Researchers at Google have identified a sophisticated exploit kit aimed at compromising iPhones to steal cryptocurrency wallet data.

The kit, dubbed “Coruna,” was uncovered by the Google Threat Intelligence Group and includes five complete iOS exploit chains containing 23 vulnerabilities, some previously unknown to the public.

The exploit targets devices running versions of iOS from 13.0 up to 17.2.1. Google researchers warned that attackers can use it to infiltrate iPhones and harvest sensitive financial information, particularly cryptocurrency wallet recovery phrases.

Fake Crypto Sites Deliver the Attack

The exploit kit is distributed through fraudulent financial and cryptocurrency websites.

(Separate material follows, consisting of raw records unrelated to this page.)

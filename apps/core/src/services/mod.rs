//! Contracts of the external collaborators the detector talks to, plus the
//! default implementations used when the host application injects none.

pub mod safety;
pub mod telemetry;
pub mod traits;

pub use safety::{NoopSafetyChecker, SafetyCheck, SafetyFlag, SafetySeverity};
pub use telemetry::{TelemetryRecord, TracingTelemetrySink};
pub use traits::{IntentReranker, SafetyChecker, TelemetrySink};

According to Google’s analysis, attackers embed malicious JavaScript that fingerprints a visitor’s device to determine whether it is vulnerable. If the user is running a susceptible version of iOS, the exploit chain is deployed automatically.

The system scans devices for wallet-related data, including seed phrases and text messages containing terms such as “backup phrase” or “bank account.”

Researchers said the kit also specifically looks for popular crypto applications such as MetaMask and Uniswap in an attempt to extract funds or sensitive account information.

One of the fake sites impersonated WEEX, illustrating how attackers leverage brand spoofing to lure victims.

Espionage and Cybercrime Connections

Google first detected components of the exploit kit in February 2025. Early activity suggested use by a suspected Russian espionage group targeting Ukrainian users.

Later in the year, the same framework appeared across numerous fake Chinese-language financial websites aimed at crypto investors.

Security researchers believe the exploit’s sophistication indicates a high development cost, potentially reaching millions of dollars.

Disputed Origins of the Tool

The origin of the Coruna exploit kit remains unclear.

Mobile security firm iVerify suggested the code may resemble tools previously linked to U.S. intelligence operations.

However, analysts at Kaspersky said they found no direct evidence that the exploit shares code with known government-developed tools.

How Users Can Protect Their Devices

The exploit does not work on the latest iOS version, and researchers strongly recommend updating devices immediately.

Users who cannot update their phones are advised to enable Apple’s Lockdown Mode, which adds additional protections against sophisticated cyberattacks.

As cryptocurrency adoption grows, security experts warn that attackers are increasingly targeting mobile devices and wallet credentials — particularly seed phrases — which can grant complete control over a user’s digital assets.